Hiring more operators is not the only answer or not the answer at all. Before to continue, here is just a little reminder: we are in COVID-19 setting – employees are in constant risk to be quarantined. It practically meant – no meetings, working in groups no bigger than 4, no overlapping employees in groups or even in common areas of facilities or outside, disinfection intervals between the shifts, uncertainty in supply of materials. Here are the things that helped:

 

  • Throughput increase in the production line – obviously! It means adding/ removing physical components (tubes, valves, detectors, controllers) which in turn implies reprograming of equipment and its control interfaces. Installing and testing during the night to have empty premises and idle equipment.
  • Optimise your non-core processes
    • Storage – have raw materials available and easily accessible based on the product that is currently running.
    • Moving – have space and define moving paths for raw or packaging materials
    • Transport – get your production shipped out immediately (daily) and have your client informed.

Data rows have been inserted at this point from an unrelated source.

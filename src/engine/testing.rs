//! Engine fixtures for unit tests

use super::{DtlsParameters, MediaEngine, RtpCapabilities, RtpParameters};
use crate::config::EngineConfig;
use serde_json::{json, Value};

pub async fn engine() -> MediaEngine {
    engine_with(EngineConfig::default()).await
}

pub async fn engine_with(settings: EngineConfig) -> MediaEngine {
    let engine = MediaEngine::new(settings);
    engine.initialize().await.unwrap();
    engine
}

/// Client DTLS parameters with a well-formed sha-256 fingerprint
pub fn dtls() -> DtlsParameters {
    serde_json::from_value(dtls_json()).unwrap()
}

pub fn dtls_json() -> Value {
    let fingerprint: Vec<String> = (0..32).map(|i| format!("{:02X}", i)).collect();
    json!({
        "role": "client",
        "fingerprints": [{ "algorithm": "sha-256", "value": fingerprint.join(":") }],
    })
}

fn router_codec(engine: &MediaEngine, mime: &str) -> Value {
    let caps = serde_json::to_value(engine.router_capabilities().unwrap()).unwrap();
    caps["codecs"]
        .as_array()
        .unwrap()
        .iter()
        .find(|c| c["mimeType"].as_str() == Some(mime))
        .cloned()
        .unwrap()
}

/// Single-encoding producer parameters for one of the router's codecs
pub fn producer_parameters(engine: &MediaEngine, mime: &str, ssrc: u32) -> RtpParameters {
    let codec = router_codec(engine, mime);
    let mut entry = json!({
        "mimeType": mime,
        "payloadType": codec["preferredPayloadType"],
        "clockRate": codec["clockRate"],
        "parameters": codec.get("parameters").cloned().unwrap_or_else(|| json!({})),
        "rtcpFeedback": [],
    });
    if let Some(channels) = codec.get("channels") {
        entry["channels"] = channels.clone();
    }
    serde_json::from_value(json!({
        "codecs": [entry],
        "headerExtensions": [],
        "encodings": [{ "ssrc": ssrc }],
        "rtcp": { "cname": format!("test-{}", ssrc), "reducedSize": true },
    }))
    .unwrap()
}

/// Client capabilities mirroring the router's, optionally limited to one mime type
pub fn client_capabilities(engine: &MediaEngine, only: Option<&str>) -> RtpCapabilities {
    let caps = serde_json::to_value(engine.router_capabilities().unwrap()).unwrap();
    let codecs: Vec<Value> = caps["codecs"]
        .as_array()
        .unwrap()
        .iter()
        .filter(|c| match only {
            Some(mime) => c["mimeType"].as_str() == Some(mime),
            None => true,
        })
        .cloned()
        .collect();
    serde_json::from_value(json!({ "codecs": codecs, "headerExtensions": [] })).unwrap()
}
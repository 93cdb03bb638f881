//! End-to-end signaling over a real WebSocket

use feedrelay::config::Config;
use feedrelay::web::{serve, spawn_event_pumps, SharedState};
use futures::{SinkExt, StreamExt};
use serde_json::{json, Value};
use std::sync::Arc;
use std::time::Duration;
use tokio::net::{TcpListener, TcpStream};
use tokio_tungstenite::tungstenite::Message;
use tokio_tungstenite::{connect_async, MaybeTlsStream, WebSocketStream};

type Client = WebSocketStream<MaybeTlsStream<TcpStream>>;

async fn start_server() -> (Arc<SharedState>, String) {
    start_server_with(Config::default()).await
}

async fn start_server_with(mut config: Config) -> (Arc<SharedState>, String) {
    config.ingest.capture_program = "sh".to_string();
    config.ingest.capture_args = vec!["-c".to_string(), "sleep 30".to_string()];
    config.ingest.encode_program = "sh".to_string();
    config.ingest.encode_args = vec!["-c".to_string(), "cat > /dev/null".to_string()];
    config.ingest.ready_grace_ms = 150;
    config.ingest.stop_timeout_ms = 1000;

    let (state, ingest_events) = SharedState::new(config).unwrap();
    let state = Arc::new(state);
    spawn_event_pumps(state.clone(), ingest_events);
    state.engine.initialize().await.unwrap();

    let listener = TcpListener::bind("127.0.0.1:0").await.unwrap();
    let addr = listener.local_addr().unwrap();
    let server_state = state.clone();
    tokio::spawn(async move {
        let _ = serve(listener, server_state).await;
    });
    (state, format!("ws://{}/ws", addr))
}

async fn connect(url: &str) -> Client {
    let (ws, _) = connect_async(url).await.unwrap();
    ws
}

async fn send(ws: &mut Client, message: Value) {
    ws.send(Message::Text(message.to_string())).await.unwrap();
}

/// Next text message as JSON
async fn next_json(ws: &mut Client) -> Value {
    loop {
        let msg = tokio::time::timeout(Duration::from_secs(5), ws.next())
            .await
            .expect("timed out waiting for a message")
            .expect("connection closed")
            .unwrap();
        if let Message::Text(text) = msg {
            return serde_json::from_str(&text).unwrap();
        }
    }
}

/// Skip messages until one of the given type arrives
async fn expect_type(ws: &mut Client, kind: &str) -> Value {
    loop {
        let msg = next_json(ws).await;
        if msg["type"] == kind {
            return msg;
        }
    }
}

fn dtls() -> Value {
    let fingerprint: Vec<String> = (0..32).map(|i| format!("{:02X}", i)).collect();
    json!({
        "role": "client",
        "fingerprints": [{ "algorithm": "sha-256", "value": fingerprint.join(":") }]
    })
}

#[tokio::test]
async fn router_capabilities() {
    let (_state, url) = start_server().await;
    let mut ws = connect(&url).await;

    send(&mut ws, json!({ "type": "getRouterRtpCapabilities" })).await;
    let msg = next_json(&mut ws).await;
    assert_eq!(msg["type"], "routerRtpCapabilities");
    let codecs = msg["data"]["codecs"].as_array().unwrap();
    for mime in ["audio/opus", "video/VP8", "video/H264"] {
        assert!(codecs.iter().any(|c| c["mimeType"] == mime), "missing {}", mime);
    }
}

#[tokio::test]
async fn connections_over_the_limit_are_refused() {
    let mut config = Config::default();
    config.server.max_sessions = 1;
    let (state, url) = start_server_with(config).await;

    let mut first = connect(&url).await;
    send(&mut first, json!({ "type": "ping", "data": { "timestamp": 1 } })).await;
    expect_type(&mut first, "pong").await;

    let mut second = connect(&url).await;
    let msg = next_json(&mut second).await;
    assert_eq!(msg["type"], "error");
    assert_eq!(msg["message"], "Server is full");
    assert_eq!(state.sessions.count(), 1);
}

#[tokio::test]
async fn unknown_type_and_malformed_input() {
    let (_state, url) = start_server().await;
    let mut ws = connect(&url).await;

    ws.send(Message::Text("not json".to_string())).await.unwrap();
    send(&mut ws, json!({ "type": "bogus" })).await;
    let msg = next_json(&mut ws).await;
    assert_eq!(msg["type"], "error");
    assert_eq!(msg["message"], "Invalid message type");
    assert_eq!(msg["data"]["message"], "Invalid message type");

    send(&mut ws, json!({ "type": "ping", "data": { "timestamp": 7 } })).await;
    let msg = next_json(&mut ws).await;
    assert_eq!(msg["type"], "pong");
    assert_eq!(msg["data"]["timestamp"], 7);
}

#[cfg(unix)]
#[tokio::test]
async fn duplicate_start_feed_is_rejected() {
    let (state, url) = start_server().await;
    let mut ws = connect(&url).await;

    send(&mut ws, json!({ "type": "startFeed", "data": { "feedId": "feed1" } })).await;
    let msg = next_json(&mut ws).await;
    assert_eq!(msg["type"], "feedStarted");
    assert_eq!(msg["data"]["feedId"], "feed1");

    send(&mut ws, json!({ "type": "startFeed", "data": { "feedId": "feed1" } })).await;
    let msg = next_json(&mut ws).await;
    assert_eq!(msg["type"], "error");
    assert_eq!(msg["message"], "Feed already running");
    assert_eq!(state.ingest.spawn_count(), 1);

    send(&mut ws, json!({ "type": "getFeeds" })).await;
    let msg = next_json(&mut ws).await;
    assert_eq!(msg["data"], json!(["feed1"]));

    send(&mut ws, json!({ "type": "stopFeed", "data": { "feedId": "feed1" } })).await;
    let msg = next_json(&mut ws).await;
    assert_eq!(msg["type"], "feedStopped");
    assert!(state.feeds.feed_ids().is_empty());
}

#[tokio::test]
async fn stop_feed_without_record() {
    let (_state, url) = start_server().await;
    let mut ws = connect(&url).await;

    send(&mut ws, json!({ "type": "stopFeed", "data": { "feedId": "feed1" } })).await;
    let msg = next_json(&mut ws).await;
    assert_eq!(msg["type"], "error");
    assert_eq!(msg["message"], "No active feed for feedId: feed1");
}

#[tokio::test]
async fn publisher_disconnect_closes_viewer_consumers() {
    let (state, url) = start_server().await;
    let mut publisher = connect(&url).await;
    let mut viewer = connect(&url).await;

    // Round trip so the viewer is registered before anything is announced
    send(&mut viewer, json!({ "type": "ping", "data": { "timestamp": 1 } })).await;
    expect_type(&mut viewer, "pong").await;

    send(&mut publisher, json!({ "type": "getRouterRtpCapabilities" })).await;
    let caps = next_json(&mut publisher).await["data"].clone();
    let vp8 = caps["codecs"]
        .as_array()
        .unwrap()
        .iter()
        .find(|c| c["mimeType"] == "video/VP8")
        .unwrap()
        .clone();

    send(&mut publisher, json!({ "type": "createProducerTransport" })).await;
    let created = expect_type(&mut publisher, "producerTransportCreated").await;
    assert!(created["data"]["id"].is_string());
    assert!(created["data"]["iceCandidates"].is_array());

    send(
        &mut publisher,
        json!({ "type": "connectProducerTransport", "data": { "dtlsParameters": dtls() } }),
    )
    .await;
    expect_type(&mut publisher, "producerConnected").await;

    send(
        &mut publisher,
        json!({
            "type": "produce",
            "data": {
                "kind": "video",
                "feedId": "lobby",
                "rtpParameters": {
                    "codecs": [{
                        "mimeType": "video/VP8",
                        "payloadType": vp8["preferredPayloadType"],
                        "clockRate": 90000,
                        "parameters": {},
                        "rtcpFeedback": []
                    }],
                    "headerExtensions": [],
                    "encodings": [{ "ssrc": 1111 }],
                    "rtcp": { "cname": "publisher", "reducedSize": true }
                }
            }
        }),
    )
    .await;
    let produced = expect_type(&mut publisher, "producerCreated").await;
    let producer_id = produced["data"]["id"].as_str().unwrap().to_string();

    let announced = expect_type(&mut viewer, "newProducer").await;
    assert_eq!(announced["data"]["producerId"], producer_id.as_str());
    assert_eq!(announced["data"]["feedId"], "lobby");

    send(
        &mut viewer,
        json!({ "type": "createConsumerTransport", "data": { "feedId": "lobby" } }),
    )
    .await;
    expect_type(&mut viewer, "consumerTransportCreated").await;
    send(
        &mut viewer,
        json!({
            "type": "connectConsumerTransport",
            "data": { "feedId": "lobby", "dtlsParameters": dtls() }
        }),
    )
    .await;
    expect_type(&mut viewer, "consumerTransportConnected").await;

    send(
        &mut viewer,
        json!({ "type": "consume", "data": { "feedId": "lobby", "rtpCapabilities": caps } }),
    )
    .await;
    let subscribed = expect_type(&mut viewer, "subscribed").await;
    assert_eq!(subscribed["data"]["producerId"], producer_id.as_str());
    assert_eq!(subscribed["data"]["paused"], true);
    assert_eq!(subscribed["data"]["type"], "simple");
    let consumer_id = subscribed["data"]["id"].as_str().unwrap().to_string();

    send(&mut viewer, json!({ "type": "resume", "data": { "feedId": "lobby" } })).await;
    let resumed = expect_type(&mut viewer, "resumed").await;
    assert_eq!(resumed["data"]["consumerId"], consumer_id.as_str());
    assert_eq!(state.engine.consumer_paused(&consumer_id), Some(false));

    publisher.close(None).await.unwrap();

    let closed = expect_type(&mut viewer, "producerClosed").await;
    assert_eq!(closed["data"]["consumerId"], consumer_id.as_str());
    assert_eq!(closed["data"]["producerId"], producer_id.as_str());
    let stopped = expect_type(&mut viewer, "feedStopped").await;
    assert_eq!(stopped["data"]["feedId"], "lobby");

    assert_eq!(state.engine.stats().consumers, 0);
    assert_eq!(state.engine.stats().producers, 0);
    assert!(state.feeds.feed_ids().is_empty());
}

This saves storage space and load moving efforts.
    • Record management – in stressful situations correct information is vital – what are raw material levels, which product is being manufactured, what is packed, what is ready to be shipped and what was shipped.
    • Sales administration – have your clients to confirm orders details clearly and in advance to plan batch setups, line reconfigurations, people, timetables.
  • Restructuring of human resources – hiring takes and induction takes time which is too valuable resource in a temporary spike. You can see in graph that employee increase is trailing and is simply too late. This is what worked best in our setting – operating in multiple trailing shifts to have uninterrupted 16-18h/day production, reshuffling team compositions for it to be sufficient and completely independent, adding support unit to provide in secure manner whatever to keep the production running.
  • Manage supplier risk – have local alternative suppliers pre-analyzed and pre-evaluated to facilitate fast decision making. We got our Asian supplier halting its production. Decision to switching to a European provider took just an hour without interruptions of processes. A change in a single component of a product can severely reduce production throughput damaging your and your clients’ bottom-lines.

 

To conclude the restructuring of teams and optimization of non-core processes had the best productivity/cost effect within the tight deadlines. Search, hiring and induction of new people take too long and gets your cost ballooning coupled with a reduction of productivity as current employees have to be taken to out or process stopped to train the newcomers. You can observe that in the above graph where Sales Value drops dramatically when new people put on the payroll. This is definitely an undesirable effect when you face a temporary spike in demand and have to aim all resources to exploit a temporary opportunity.